100 Plants to Feed the Bees: Review

With so much interest in helping bees and other pollinators, many gardeners are asking: So, what do I plant? While declines in pollinator populations are due to a variety of factors, including monocropping, pesticide use, loss of habitat, climate change and disease spikes in certain pollinators, gardeners can be part of the solution to the pollinator crises by creating landscapes that are habitats for pollinators.

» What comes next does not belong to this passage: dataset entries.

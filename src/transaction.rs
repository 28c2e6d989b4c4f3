//! Statement and transaction models, plus the raw CSV row they are read from.

use crate::error::{ExportError, Result};
use crate::money::{Currency, Money};
use chrono::NaiveDate;
use serde::Deserialize;
use std::fmt;
use std::str::FromStr;

/// Direction of a booking.
#[derive(Debug, Clone, Copy, PartialEq, Eq)]
pub enum CreditDebit {
    Credit,
    Debit,
}

impl CreditDebit {
    pub fn as_str(&self) -> &'static str {
        match self {
            CreditDebit::Credit => "credit",
            CreditDebit::Debit => "debit",
        }
    }
}

impl FromStr for CreditDebit {
    type Err = ExportError;

    fn from_str(s: &str) -> Result<Self> {
        match s.trim().to_lowercase().as_str() {
            "credit" | "c" => Ok(CreditDebit::Credit),
            "debit" | "d" => Ok(CreditDebit::Debit),
            other => Err(ExportError::Protocol(format!(
                "unknown credit/debit indicator '{}'",
                other
            ))),
        }
    }
}

impl fmt::Display for CreditDebit {
    fn fmt(&self, f: &mut fmt::Formatter<'_>) -> fmt::Result {
        f.write_str(self.as_str())
    }
}

/// A single booking on an account.
#[derive(Debug, Clone, PartialEq, Eq)]
pub struct Transaction {
    pub booking_date: NaiveDate,

    /// Unsigned magnitude in minor currency units. The sign lives in
    /// `credit_debit`.
    pub amount: u64,

    pub credit_debit: CreditDebit,

    /// Raw free-text booking description.
    pub description: String,

    /// Counterparty display name.
    pub name: String,
}

impl Transaction {
    /// The signed amount: negative for debits, unchanged for credits.
    pub fn signed_money(&self, currency: &Currency) -> Result<Money> {
        let magnitude =
            i64::try_from(self.amount).map_err(|_| ExportError::AmountOutOfRange(self.amount))?;
        let amount = match self.credit_debit {
            CreditDebit::Credit => magnitude,
            CreditDebit::Debit => -magnitude,
        };
        Ok(Money::new(amount, currency.clone()))
    }
}

/// A dated group of transactions as delivered by the bank.
#[derive(Debug, Clone, PartialEq, Eq)]
pub struct Statement {
    pub date: NaiveDate,
    pub transactions: Vec<Transaction>,
}

impl Statement {
    pub fn new(date: NaiveDate, transactions: Vec<Transaction>) -> Self {
        Statement { date, transactions }
    }
}

/// Raw transaction row as read from a bank CSV export.
///
/// All fields are strings so that a malformed value can be reported with its
/// row instead of failing the whole deserialization.
#[derive(Debug, Deserialize)]
pub struct TransactionRecord {
    pub statement_date: String,
    pub booking_date: String,
    pub credit_debit: String,

    /// Magnitude in minor units
    pub amount: String,

    #[serde(default)]
    pub description: String,

    #[serde(default)]
    pub name: String,
}

impl TransactionRecord {
    /// Parses the raw record into its statement date and transaction.
    pub fn parse(&self) -> Result<(NaiveDate, Transaction)> {
        let statement_date = parse_date("statement_date", &self.statement_date)?;
        let booking_date = parse_date("booking_date", &self.booking_date)?;
        let credit_debit = CreditDebit::from_str(&self.credit_debit)?;
        let amount = self.amount.trim().parse::<u64>().map_err(|e| {
            ExportError::Protocol(format!("invalid amount '{}': {}", self.amount, e))
        })?;

        Ok((
            statement_date,
            Transaction {
                booking_date,
                amount,
                credit_debit,
                description: self.description.clone(),
                name: self.name.clone(),
            },
        ))
    }
}

fn parse_date(field: &str, value: &str) -> Result<NaiveDate> {
    NaiveDate::parse_from_str(value.trim(), "%Y-%m-%d")
        .map_err(|e| ExportError::Protocol(format!("invalid {} '{}': {}", field, value, e)))
}
//! Banking client interface and the CSV export backed implementation.
//!
//! The exporter never speaks a banking protocol itself. It asks a
//! [`Connector`] for one [`BankingClient`] session per institution and uses
//! that session to enumerate accounts and fetch statements.

use crate::account::RemoteAccount;
use crate::config::{DateRange, Institution};
use crate::engine::normalize_name;
use crate::error::{ExportError, Result};
use crate::transaction::{Statement, TransactionRecord};
use csv::{ReaderBuilder, Trim};
use log::{debug, warn};
use std::fs::File;
use std::path::{Path, PathBuf};

/// A session with one institution.
pub trait BankingClient {
    /// Accounts the authenticated user can access.
    fn list_accounts(&mut self) -> Result<Vec<RemoteAccount>>;

    /// Statements of `account` within `range`, in the order the bank
    /// delivers them.
    fn fetch_statements(
        &mut self,
        account: &RemoteAccount,
        range: &DateRange,
    ) -> Result<Vec<Statement>>;
}

/// Opens banking sessions.
pub trait Connector {
    fn connect(&self, institution: &Institution) -> Result<Box<dyn BankingClient>>;
}

/// Serves statements from bank CSV exports on disk.
///
/// Layout, one directory per institution named like its normalized name:
///
/// ```text
/// <source>/<institution>/accounts.csv   number,iban,bic,bank_code
/// <source>/<institution>/<number>.csv   statement_date,booking_date,credit_debit,amount,description,name
/// ```
#[derive(Debug, Clone)]
pub struct CsvConnector {
    source_dir: PathBuf,
}

impl CsvConnector {
    pub fn new<P: Into<PathBuf>>(source_dir: P) -> Self {
        CsvConnector {
            source_dir: source_dir.into(),
        }
    }
}

impl Connector for CsvConnector {
    fn connect(&self, institution: &Institution) -> Result<Box<dyn BankingClient>> {
        let dir = self.source_dir.join(normalize_name(&institution.name));
        if !dir.is_dir() {
            return Err(ExportError::Protocol(format!(
                "no export directory {} for institution {}",
                dir.display(),
                institution.name
            )));
        }
        debug!("Reading exports of {} from {}", institution.name, dir.display());
        Ok(Box::new(CsvBankingClient { dir }))
    }
}

/// Session over one institution's export directory.
#[derive(Debug)]
pub struct CsvBankingClient {
    dir: PathBuf,
}

impl BankingClient for CsvBankingClient {
    fn list_accounts(&mut self) -> Result<Vec<RemoteAccount>> {
        let path = self.dir.join("accounts.csv");
        let mut reader = open_csv(&path)?;

        let mut accounts = Vec::new();
        for result in reader.deserialize::<RemoteAccount>() {
            accounts.push(result?);
        }
        Ok(accounts)
    }

    fn fetch_statements(
        &mut self,
        account: &RemoteAccount,
        range: &DateRange,
    ) -> Result<Vec<Statement>> {
        let path = self
            .dir
            .join(format!("{}.csv", account.account_number.trim()));
        if !path.is_file() {
            warn!(
                "No transactions file {} for account {}",
                path.display(),
                account.account_number
            );
            return Ok(Vec::new());
        }

        let mut reader = open_csv(&path)?;
        let mut statements: Vec<Statement> = Vec::new();

        for (row_idx, result) in reader.deserialize::<TransactionRecord>().enumerate() {
            let row_num = row_idx + 2; // 1-indexed, accounting for header row
            let (statement_date, transaction) = result
                .map_err(ExportError::from)
                .and_then(|record| record.parse())
                .map_err(|e| {
                    ExportError::Protocol(format!("{} row {}: {}", path.display(), row_num, e))
                })?;

            if !range.contains(transaction.booking_date) {
                debug!(
                    "Row {}: booking date {} outside {} - {}, skipped",
                    row_num, transaction.booking_date, range.start, range.end
                );
                continue;
            }

            match statements.last_mut() {
                Some(statement) if statement.date == statement_date => {
                    statement.transactions.push(transaction)
                }
                _ => statements.push(Statement::new(statement_date, vec![transaction])),
            }
        }

        Ok(statements)
    }
}

fn open_csv(path: &Path) -> Result<csv::Reader<File>> {
    let file = File::open(path).map_err(|e| {
        ExportError::Protocol(format!("cannot open {}: {}", path.display(), e))
    })?;
    Ok(ReaderBuilder::new().trim(Trim::All).from_reader(file))
}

We’ve discussed before some of the ways gardeners can create a great habitat for pollinators and this new book from The Xerces Society adds to the discussion. The book, 100 Plants to Feed the Bees: Providing a Healthy Habitat to Help Pollinators Thrive (Storey Publishing, 2016), begins with a discussion of problems faced by pollinators and how to create a habitat. The authors emphasize the use of local native plants, which are the plants that pollinators in each region have evolved to use. The bulk of the book is the list of 100 plants, which includes native perennials, trees and shrubs as well as nonnative plants that also help pollinators, such as herbs.

One of the best features of the book is its maps, which are located next to each plant listing. Some pollinator plants have very narrow ranges, such as buckwheat tree (Cliftonia monophylla), a small tree or bush that makes its home in the swamps of northern Florida and southern Georgia and Lousiana. Honeybees that visit the buckwheat tree produce an almost red honey. While not all the plants listed in the book will survive in the North, the vast majority of the plants listed will grow here. Many of the suggestions are native plants gardeners know: coneflower, anise hyssop, black eyed Susans, bee balm, sneezeweed (Helenium) and other meadow plants.

Some of the plants listed, however, were new to me. For instance, has anyone planted figwort (Scophularia spp.)? It is recommended for prairie restorations rather than home gardens, but it apparently attracts all sorts of wasps, bees, flies and hummingbirds. Minnesota Wildflowers, one of the best sites for information on native plants in Minnesota, describes the lanceleaf figwort as “not a very showy flower, but pollinators love it.”

Another new to me plant in the book was manzanita (Arctostaphylos). It also has the common name bearberry and, according to Minnesota Wildflowers, it grows in all but the southeast corner of Minnesota. The plant’s pretty white flowers in spring resemble a blueberry flower and that is followed by a bright red berry.  A low-growing shrub that does well in rocky habitats, manzanita or bearberry can be found in Voyageurs National Park and many other places.

If you are looking for plants to plant for pollinators, 100 Plants to Feed the Bees is an accessible and interesting book. You are sure to learn something about bees and plants here!


  1. Michael Sonnek on February 10, 2017 at 5:12 am

    I have planted figwort (early and late Figwort) and can attest to its ability to attract numerous pollinators. A benefit of the early Figwort is it is an early nectar source when other plants have yet to bloom. They are not the most attractive plants to look at, but if you do not care about that, they are worth seeking out.

  2. Mary Lahr Schier on February 12, 2017 at 8:55 pm

    Thanks for commenting, Michael! Figwort was a plant I had not heard of before reading this book.